Data in this exercise:
________________________________________
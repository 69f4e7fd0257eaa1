use anyhow::Context;
use clap::Parser;
use posts_client::utils::{logger, validation::Validate};
use posts_client::{
    CliConfig, Command, ImageUpload, MemoryRouter, PostImage, PostsError, PostsService, Settings,
};
use std::path::Path;

#[tokio::main]
async fn main() {
    let cli = CliConfig::parse();

    let settings = match cli.settings().and_then(|s| s.validate().map(|_| s)) {
        Ok(settings) => settings,
        Err(e) => {
            eprintln!("❌ {}", e.user_friendly_message());
            eprintln!("💡 {}", e.recovery_suggestion());
            std::process::exit(e.exit_code());
        }
    };

    logger::init_cli_logger(settings.verbose, settings.log_format);
    tracing::debug!("Settings: {:?}", settings);

    if let Err(e) = run(cli.command, &settings).await {
        match e.downcast_ref::<PostsError>() {
            Some(posts_error) => {
                tracing::error!("❌ {}", posts_error);
                eprintln!("❌ {}", posts_error.user_friendly_message());
                eprintln!("💡 {}", posts_error.recovery_suggestion());
                std::process::exit(posts_error.exit_code());
            }
            None => {
                tracing::error!("❌ {:#}", e);
                eprintln!("❌ {:#}", e);
                std::process::exit(1);
            }
        }
    }
}

async fn run(command: Command, settings: &Settings) -> anyhow::Result<()> {
    let service = PostsService::new(settings, MemoryRouter::new());

    match command {
        Command::List { page, .. } => {
            let mut updates = service.subscribe();
            service.list_posts(settings.page_size, page).await?;

            if let Some(state) = updates.try_next() {
                for post in state.posts.iter() {
                    println!(
                        "{}  {}  [{}]  by {}",
                        post.id,
                        post.title,
                        post.image_path,
                        post.creator.as_deref().unwrap_or("-")
                    );
                }
                println!(
                    "📄 Page {}: {} of {} posts",
                    page,
                    state.posts.len(),
                    state.post_count
                );
            }
        }
        Command::Get { id } => {
            let post = service.fetch_post(&id).await?;
            println!("{}\n{}\n\n{}\n\n🖼  {}", post.id, post.title, post.content, post.image_path);
        }
        Command::Create {
            title,
            content,
            image,
        } => {
            let upload = read_image(&image)?;
            let outcome = service.create_post(&title, &content, upload).await;
            println!("↪ {}", service.navigator().current_url());
            outcome?;
            println!("✅ Post created");
        }
        Command::Update {
            id,
            title,
            content,
            image,
            image_path,
        } => {
            let image = match (image, image_path) {
                (Some(file), _) => PostImage::File(read_image(&file)?),
                (None, Some(path)) => PostImage::Path(path),
                (None, None) => anyhow::bail!("either --image or --image-path is required"),
            };
            let outcome = service.update_post(&id, &title, &content, image).await;
            println!("↪ {}", service.navigator().current_url());
            outcome?;
            println!("✅ Post {} updated", id);
        }
        Command::Delete { id } => {
            service.delete_post(&id).await?;
            println!("🗑  Post {} deleted", id);
        }
    }

    Ok(())
}

fn read_image(path: &Path) -> anyhow::Result<ImageUpload> {
    let bytes = std::fs::read(path)
        .with_context(|| format!("failed to read image {}", path.display()))?;
    let upload = ImageUpload::new(bytes);

    let mime = match path
        .extension()
        .and_then(|ext| ext.to_str())
        .map(|ext| ext.to_ascii_lowercase())
        .as_deref()
    {
        Some("png") => Some("image/png"),
        Some("jpg") | Some("jpeg") => Some("image/jpeg"),
        Some("gif") => Some("image/gif"),
        Some("webp") => Some("image/webp"),
        _ => None,
    };

    Ok(match mime {
        Some(mime) => upload.with_mime(mime),
        None => upload,
    })
}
________________________________________
What you need to do: Output the entire listing exactly as written.

Response area:
repository 69f4e7fd0257eaa1
use anyhow::Context;
use clap::Parser;
use posts_client::utils::{logger, validation::Validate};
use posts_client::{
    CliConfig, Command, ImageUpload, MemoryRouter, PostImage, PostsError, PostsService, Settings,
};
use std::path::Path;

#[tokio::main]
async fn main() {
    let cli = CliConfig::parse();

    let settings = match cli.settings().and_then(|s| s.validate().map(|_| s)) {
        Ok(settings) => settings,
        Err(e) => {
            eprintln!("❌ {}", e.user_friendly_message());
            eprintln!("💡 {}", e.recovery_suggestion());
            std::process::exit(e.exit_code());
        }
    };

    logger::init_cli_logger(settings.verbose, settings.log_format);
    tracing::debug!("Settings: {:?}", settings);

    if let Err(e) = run(cli.command, &settings).await {
        match e.downcast_ref::<PostsError>() {
            Some(posts_error) => {
                tracing::error!("❌ {}", posts_error);
                eprintln!("❌ {}", posts_error.user_friendly_message());
                eprintln!("💡 {}", posts_error.recovery_suggestion());
                std::process::exit(posts_error.exit_code());
            }
            None => {
                tracing::error!("❌ {:#}", e);
                eprintln!("❌ {:#}", e);
                std::process::exit(1);
            }
        }
    }
}

async fn run(command: Command, settings: &Settings) -> anyhow::Result<()> {
    let service = PostsService::new(settings, MemoryRouter::new());

    match command {
        Command::List { page, .. } => {
            let mut updates = service.subscribe();
            service.list_posts(settings.page_size, page).await?;

            if let Some(state) = updates.try_next() {
                for post in state.posts.iter() {
                    println!(
                        "{}  {}  [{}]  by {}",
                        post.id,
                        post.title,
                        post.image_path,
                        post.creator.as_deref().unwrap_or("-")
                    );
                }
                println!(
                    "📄 Page {}: {} of {} posts",
                    page,
                    state.posts.len(),
                    state.post_count
                );
            }
        }
        Command::Get { id } => {
            let post = service.fetch_post(&id).await?;
            println!("{}\n{}\n\n{}\n\n🖼  {}", post.id, post.title, post.content, post.image_path);
        }
        Command::Create {
            title,
            content,
            image,
        } => {
            let upload = read_image(&image)?;
            let outcome = service.create_post(&title, &content, upload).await;
            println!("↪ {}", service.navigator().current_url());
            outcome?;
            println!("✅ Post created");
        }
        Command::Update {
            id,
            title,
            content,
            image,
            image_path,
        } => {
            let image = match (image, image_path) {
                (Some(file), _) => PostImage::File(read_image(&file)?),
                (None, Some(path)) => PostImage::Path(path),
                (None, None) => anyhow::bail!("either --image or --image-path is required"),
            };
            let outcome = service.update_post(&id, &title, &content, image).await;
            println!("↪ {}", service.navigator().current_url());
            outcome?;
            println!("✅ Post {} updated", id);
        }
        Command::Delete { id } => {
            service.delete_post(&id).await?;
            println!("🗑  Post {} deleted", id);
        }
    }

    Ok(())
}

fn read_image(path: &Path) -> anyhow::Result<ImageUpload> {
    let bytes = std::fs::read(path)
        .with_context(|| format!("failed to read image {}", path.display()))?;
    let upload = ImageUpload::new(bytes);

    let mime = match path
        .extension()
        .and_then(|ext| ext.to_str())
        .map(|ext| ext.to_ascii_lowercase())
        .as_deref()
    {
        Some("png") => Some("image/png"),
        Some("jpg") | Some("jpeg") => Some("image/jpeg"),
        Some("gif") => Some("image/gif"),
        Some("webp") => Some("image/webp"),
        _ => None,
    };

    Ok(match mime {
        Some(mime) => upload.with_mime(mime),
        None => upload,
    })
}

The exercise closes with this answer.